WORK TO COMPLETE: Which lines of the entries hold the string "derive"? Copy each one.

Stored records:
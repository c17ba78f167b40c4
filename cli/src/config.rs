//! Configuration management for CLI tools.
//!
//! Configuration is stored in ~/.flitevox/{app_name}/config.yaml

use std::path::{Path, PathBuf};

use anyhow::Context as _;
use flitevox_voices::{LibraryRegistrar, Locale, Voices, VoicesConfig};
use serde::{Deserialize, Serialize};
use tracing::{debug, warn};

/// Default base configuration directory name.
pub const DEFAULT_BASE_DIR: &str = ".flitevox";
/// Default configuration filename.
pub const DEFAULT_CONFIG_FILE: &str = "config.yaml";

/// CLI configuration.
#[derive(Debug, Clone, Default, Serialize, Deserialize)]
pub struct Config {
    /// Application name (not serialized).
    #[serde(skip)]
    pub app_name: String,

    /// Registry settings.
    #[serde(default)]
    pub voices: VoicesConfig,

    /// Linked voices in priority order.
    #[serde(default, skip_serializing_if = "Vec::is_empty")]
    pub linked: Vec<LinkedVoiceConfig>,

    /// Path to the config file (not serialized).
    #[serde(skip)]
    config_path: PathBuf,
}

/// A linked voice backed by a driver plugin.
#[derive(Debug, Clone, Default, PartialEq, Serialize, Deserialize)]
pub struct LinkedVoiceConfig {
    pub language: String,

    #[serde(default)]
    pub country: String,

    #[serde(default)]
    pub variant: String,

    /// Plugin path, relative to `voices.voxdir` unless absolute.
    pub library: PathBuf,
}

impl LinkedVoiceConfig {
    pub fn locale(&self) -> Locale {
        Locale::new(self.language.as_str(), self.country.as_str(), self.variant.as_str())
    }
}

impl Config {
    /// Gets the default config directory.
    pub fn default_config_dir(app_name: &str) -> Option<PathBuf> {
        dirs::home_dir().map(|home| home.join(DEFAULT_BASE_DIR).join(app_name))
    }

    /// Gets the default config file path.
    pub fn default_config_path(app_name: &str) -> Option<PathBuf> {
        Self::default_config_dir(app_name).map(|dir| dir.join(DEFAULT_CONFIG_FILE))
    }

    /// Returns the config file path.
    pub fn path(&self) -> &Path {
        &self.config_path
    }

    /// Returns the config directory path.
    pub fn dir(&self) -> Option<&Path> {
        self.config_path.parent()
    }

    /// Saves the configuration to disk.
    pub fn save(&self) -> anyhow::Result<()> {
        let content = serde_yaml::to_string(self)?;
        std::fs::write(&self.config_path, content)?;
        Ok(())
    }

    /// Builds a registry with a directory catalog under `voices.voxdir` and
    /// one plugin-backed linked voice per `linked` entry.
    ///
    /// Entries beyond the registry capacity are skipped with a warning.
    pub fn build_voices(&self) -> Voices {
        let mut voices = Voices::from_config(self.voices.clone());
        for entry in &self.linked {
            let registrar = LibraryRegistrar::new(entry.library.clone());
            match voices.add_linked_voice(entry.locale(), registrar) {
                Ok(()) => debug!(locale = %entry.locale(), library = %entry.library.display(), "cli: linked voice"),
                Err(e) => warn!(error = %e, "cli: linked voice skipped"),
            }
        }
        voices
    }
}

fn resolve_path(app_name: &str, custom_path: Option<&str>) -> anyhow::Result<PathBuf> {
    match custom_path {
        Some(p) => Ok(PathBuf::from(p)),
        None => Config::default_config_path(app_name).ok_or_else(|| anyhow::anyhow!("cannot determine config path")),
    }
}

/// Loads configuration for the specified app.
///
/// A missing file is created with defaults.
pub fn load_config(app_name: &str, custom_path: Option<&str>) -> anyhow::Result<Config> {
    let config_path = resolve_path(app_name, custom_path)?;

    // Ensure config directory exists
    if let Some(parent) = config_path.parent() {
        std::fs::create_dir_all(parent)?;
    }

    let mut cfg = if config_path.exists() {
        let content = std::fs::read_to_string(&config_path)?;
        serde_yaml::from_str(&content).with_context(|| format!("invalid config {}", config_path.display()))?
    } else {
        let cfg = Config::default();
        let content = serde_yaml::to_string(&cfg)?;
        std::fs::write(&config_path, content)?;
        cfg
    };

    cfg.app_name = app_name.to_string();
    cfg.config_path = config_path;

    Ok(cfg)
}

/// Saves configuration to the specified path.
pub fn save_config(app_name: &str, config: &Config, custom_path: Option<&str>) -> anyhow::Result<()> {
    let config_path = resolve_path(app_name, custom_path)?;

    if let Some(parent) = config_path.parent() {
        std::fs::create_dir_all(parent)?;
    }

    let content = serde_yaml::to_string(config)?;
    std::fs::write(&config_path, content)?;
    Ok(())
}
//! End-to-end registry tests over counting registrars, an in-memory catalog
//! and a fake loader.

use std::path::Path;
use std::sync::atomic::{AtomicUsize, Ordering};
use std::sync::Arc;

use flitevox_driver::{BitDepth, DriverError, DriverHandle, Spoken, VoiceBackend, VoiceInfo, VoiceVersion};

use crate::*;

// ---------------------------------------------------------------------------
// Fixtures
// ---------------------------------------------------------------------------

struct EchoBackend {
    name: String,
    sample_rate: u32,
}

impl VoiceBackend for EchoBackend {
    fn info(&self) -> VoiceInfo {
        VoiceInfo {
            version: VoiceVersion::new(1, 0, 1),
            sample_rate: self.sample_rate,
            bit_depth: BitDepth::Sixteen,
            channels: 1,
            name: self.name.clone(),
            description: "echo test voice".to_string(),
        }
    }

    fn speak(&mut self, phonemes: &str, buf: &mut [u8]) -> Result<Spoken, DriverError> {
        let n = phonemes.len().min(buf.len());
        buf[..n].copy_from_slice(&phonemes.as_bytes()[..n]);
        Ok(Spoken {
            written: n,
            duration: n as f32 / self.sample_rate as f32,
        })
    }
}

pub(crate) fn ready_handle(name: &str, sample_rate: u32) -> DriverHandle {
    DriverHandle::from_backend(Box::new(EchoBackend {
        name: name.to_string(),
        sample_rate,
    }))
}

/// Loader handing out in-process voices; fails for paths containing `fail_on`.
#[derive(Default)]
pub(crate) struct FakeLoader {
    pub loads: Arc<AtomicUsize>,
    pub unloads: Arc<AtomicUsize>,
    fail_on: Option<String>,
}

impl FakeLoader {
    pub fn failing_on(pattern: &str) -> Self {
        Self {
            fail_on: Some(pattern.to_string()),
            ..Self::default()
        }
    }
}
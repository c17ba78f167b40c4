use flitevox_driver::DriverError;
use thiserror::Error;

use crate::locale::Locale;

/// Errors returned by voice registry operations.
#[derive(Debug, Error)]
pub enum VoiceError {
    #[error("voices: no voice available for '{0}'")]
    NotAvailable(Locale),

    #[error("voices: cannot add linked voice '{locale}': all {capacity} slots are taken")]
    CapacityExceeded { locale: Locale, capacity: usize },

    #[error("voices: voice '{0}' is not registered")]
    NotRegistered(Locale),

    #[error(transparent)]
    Driver(#[from] DriverError),
}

ANSWER FOR THIS EXERCISE:
#[derive(Debug, Clone, Default, Serialize, Deserialize)]
#[derive(Debug, Clone, Default, PartialEq, Serialize, Deserialize)]
#[derive(Default)]
#[derive(Debug, Error)]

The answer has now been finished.